Well, it's been a long trip reading all the comments for this issue from the beginning. I'd just like to add my 2 cents here. I'll obviously talk a bit about OCaml but I've been interested more and more in Rust and I really love this language even though I think not having labeled arguments and optional arguments is a bit awkward.

Labeled arguments are described like this in the OCaml manual

Labeled arguments are a convenient extension to the core language that allow to consistently label arguments in the declaration of functions and in their application. Labeled arguments increase safety, since argument labels are checked against their definitions. Moreover, labeled arguments also increase flexibility since they can be passed in a different order than the one of their definition. Finally, labeled arguments can be used solely for documentation purposes.

For instance, the erroneous exchange of two arguments of the same type —an error the typechecker would not catch— can be avoided by labeling the arguments with distinct labels.

First, I don't think labeled arguments (or, as you call them, keyword arguments) should be enabled by default, I think it needs to be opted-in. In OCaml the syntax for labeled argument is

let f ~x ~y = x + y
let _ = f ~x:2 ~y:3
let x = 2 and y = 3 in f ~x ~y

As in records, if a variable has exactly the same name as a labeled argument, you don't have to write ~x:x and can simply write ~x

Which would give, in Rust

fn f(~x: i32, ~y:i32) -> i32 { x + y }
let _ = f(~x:2, ~y:3)
let x = 2;
let y = 3;
let _ = f(~x, ~y)

(Notice the body of the function not using the ~. This should only be used when declaring and using the function)

This syntax allows using labeled and anonymous arguments in the same function

let f x ~y = x + y
fn f(x: i32, ~y:i32) -> i32 { x + y }

In the propositions I saw, I liked the fn(pub x:i32) but I don't really like the fact that we're using the pub keyword for another meaning.

As for optional arguments, in OCaml only labeled arguments can be optional and you can either give them a default value or not (in the latter case they will be interpreted as an option)

The syntax replaces the ~ by a ?

 let f ?(x = 2) y = x + y
(* val f : ?x:int -> int -> int = <fun>*)

Which, in Rust, could also be implemented:

fn f(?(x = 2): i32, y:i32) -> i32 { x + y }

When no default value is given in the function declaration, the core of the function takes an option containing Some(value) or None which may be confusing since the type of the argument (i32) is not the type in the function's core (Option<i32>)

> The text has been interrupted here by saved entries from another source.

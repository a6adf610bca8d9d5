use sqlx::{FromRow, QueryBuilder, Sqlite, SqliteExecutor};
use time::OffsetDateTime;

use crate::app::domain::{OrganizationId, OrganizationRole, Slug, UserId};
use crate::app::identity::Membership;
use crate::app::policy::scope::ScopeFilter;

/// Database row for organizations table.
#[derive(Debug, FromRow)]
pub struct Organization {
    pub id: String,
    pub name: String,
    pub slug: String,
    pub created_at: i64,
}

/// Data structure for inserting a new organization.
pub struct NewOrganization {
    pub id: OrganizationId,
    pub name: String,
    pub slug: Slug,
}

/// Insert a new organization.
pub async fn insert<'e, E>(executor: E, organization: &NewOrganization) -> Result<(), sqlx::Error>
where
    E: SqliteExecutor<'e>,
{
    let now = OffsetDateTime::now_utc().unix_timestamp();
    sqlx::query("INSERT INTO organizations (id, name, slug, created_at) VALUES (?, ?, ?, ?)")
        .bind(organization.id.as_str())
        .bind(&organization.name)
        .bind(organization.slug.as_str())
        .bind(now)
        .execute(executor)
        .await?;
    Ok(())
}

/// List organizations visible under the scope filter. For this table the
/// tenant column is the primary key itself.
pub async fn list(
    pool: &sqlx::SqlitePool,
    scope: &ScopeFilter,
) -> Result<Vec<Organization>, sqlx::Error> {
    let mut qb = QueryBuilder::<Sqlite>::new(
        "SELECT id, name, slug, created_at FROM organizations WHERE ",
    );
    scope.push_predicate(&mut qb, "id");
    qb.push(" ORDER BY created_at DESC, id DESC");
    qb.build_query_as::<Organization>().fetch_all(pool).await
}

/// Find an organization by ID within the scope filter. Returns None for
/// organizations outside the actor's scope, indistinguishable from missing.
pub async fn find_by_id(
    pool: &sqlx::SqlitePool,
    scope: &ScopeFilter,
    organization_id: &OrganizationId,
) -> Result<Option<Organization>, sqlx::Error> {
    let mut qb = QueryBuilder::<Sqlite>::new(
        "SELECT id, name, slug, created_at FROM organizations WHERE id = ",
    );
    qb.push_bind(organization_id.as_str());
    qb.push(" AND ");
    scope.push_predicate(&mut qb, "id");
    qb.build_query_as::<Organization>().fetch_optional(pool).await
}

/// Find an organization by ID with no scope applied. For internal guard and
/// cascade paths only; never feeds a response directly.
pub async fn find_by_id_any<'e, E>(
    executor: E,
    organization_id: &OrganizationId,
) -> Result<Option<Organization>, sqlx::Error>
where
    E: SqliteExecutor<'e>,
{
    sqlx::query_as::<_, Organization>(
        "SELECT id, name, slug, created_at FROM organizations WHERE id = ?",
    )
    .bind(organization_id.as_str())
    .fetch_optional(executor)
    .await
}

/// Rename an organization.
pub async fn update_name<'e, E>(
    executor: E,
    organization_id: &OrganizationId,
    name: &str,
) -> Result<(), sqlx::Error>
where
    E: SqliteExecutor<'e>,
{
    sqlx::query("UPDATE organizations SET name = ? WHERE id = ?")
        .bind(name)
        .bind(organization_id.as_str())
        .execute(executor)
        .await?;
    Ok(())
}

/// Delete the organization row itself. Dependent rows are handled by the
/// cascade in `policy::cascade`.
pub async fn delete<'e, E>(executor: E, organization_id: &OrganizationId) -> Result<(), sqlx::Error>
where
    E: SqliteExecutor<'e>,
{
    sqlx::query("DELETE FROM organizations WHERE id = ?")
        .bind(organization_id.as_str())
        .execute(executor)
        .await?;
    Ok(())
}

/// Add a user to an organization with a specific role.
pub async fn add_member<'e, E>(
    executor: E,
    organization_id: &OrganizationId,
    user_id: &UserId,
    role: OrganizationRole,
) -> Result<(), sqlx::Error>
where
    E: SqliteExecutor<'e>,
{
    let now = OffsetDateTime::now_utc().unix_timestamp();
    sqlx::query(
        "INSERT INTO organization_members (organization_id, user_id, role, created_at) VALUES (?, ?, ?, ?)",
    )
    .bind(organization_id.as_str())
    .bind(user_id.as_str())
    .bind(role.to_string())
    .bind(now)
    .execute(executor)
    .await?;
    Ok(())
}

/// Remove a user from an organization. Membership is independent of the
/// user account, which stays.
pub async fn remove_member<'e, E>(
    executor: E,
    organization_id: &OrganizationId,
    user_id: &UserId,
) -> Result<(), sqlx::Error>
where
    E: SqliteExecutor<'e>,
{
    sqlx::query("DELETE FROM organization_members WHERE organization_id = ? AND user_id = ?")
        .bind(organization_id.as_str())
        .bind(user_id.as_str())
        .execute(executor)
        .await?;
    Ok(())
}

/// Remove every membership of an organization (cascade path).
pub async fn remove_all_members<'e, E>(
    executor: E,
    organization_id: &OrganizationId,
) -> Result<(), sqlx::Error>
where
    E: SqliteExecutor<'e>,
{
    sqlx::query("DELETE FROM organization_members WHERE organization_id = ?")
        .bind(organization_id.as_str())
        .execute(executor)
        .await?;
    Ok(())
}

/// Check if a user is a member of an organization.
pub async fn is_member<'e, E>(
    executor: E,
    organization_id: &OrganizationId,
    user_id: &UserId,
) -> Result<bool, sqlx::Error>
where
    E: SqliteExecutor<'e>,
{
    let count: i64 = sqlx::query_scalar(
        "SELECT count(*) FROM organization_members WHERE organization_id = ? AND user_id = ?",
    )
    .bind(organization_id.as_str())
    .bind(user_id.as_str())
    .fetch_one(executor)
    .await?;
    Ok(count > 0)
}

/// All memberships of a user, in join order. Rows with an unparseable id or
/// role are skipped rather than failing the whole resolution.
pub async fn memberships_for_user(
    pool: &sqlx::SqlitePool,
    user_id: &UserId,
) -> Result<Vec<Membership>, sqlx::Error> {
    let rows: Vec<(String, String)> = sqlx::query_as(
        "SELECT organization_id, role FROM organization_members WHERE user_id = ? ORDER BY created_at ASC, organization_id ASC",
    )
    .bind(user_id.as_str())
    .fetch_all(pool)
    .await?;

    Ok(rows
        .into_iter()
        .filter_map(|(organization_id, role)| {
            Some(Membership {
                organization_id: OrganizationId::from_string(&organization_id).ok()?,
                role: role.parse::<OrganizationRole>().ok()?,
            })
        })
        .collect())
}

My opinion on this after using them for many years is that they prevent some errors (try making a game with x and y positions everywhere with the ones who want x, x', y, y' to move the sprites and the others who want x, y, x', y' and some want x, dx, y, dy). They give more readability to your program (not the function definition but mostly the function calls). Optional arguments allow to have simple declarations (when I move up do I want a move_up function or just a move function which defaults to dx = 0 or x' = x ? I could give 0 as an argument to my move call but it adds noise for nothing. There are a lot of other examples like this)

I'd really like these two features to be implemented in a near future (and I really don't think that builder pattern comes anywhere close to the practicality of labeled and optional arguments in terms of readability, usability etc.)

Rust having been compiled initially in OCaml, I'm sure the original devs used labeled arguments and know how practical they are in some cases and yes, I read all the arguments written here but we've had them for years now in OCaml and the programs are still well written by good programmers.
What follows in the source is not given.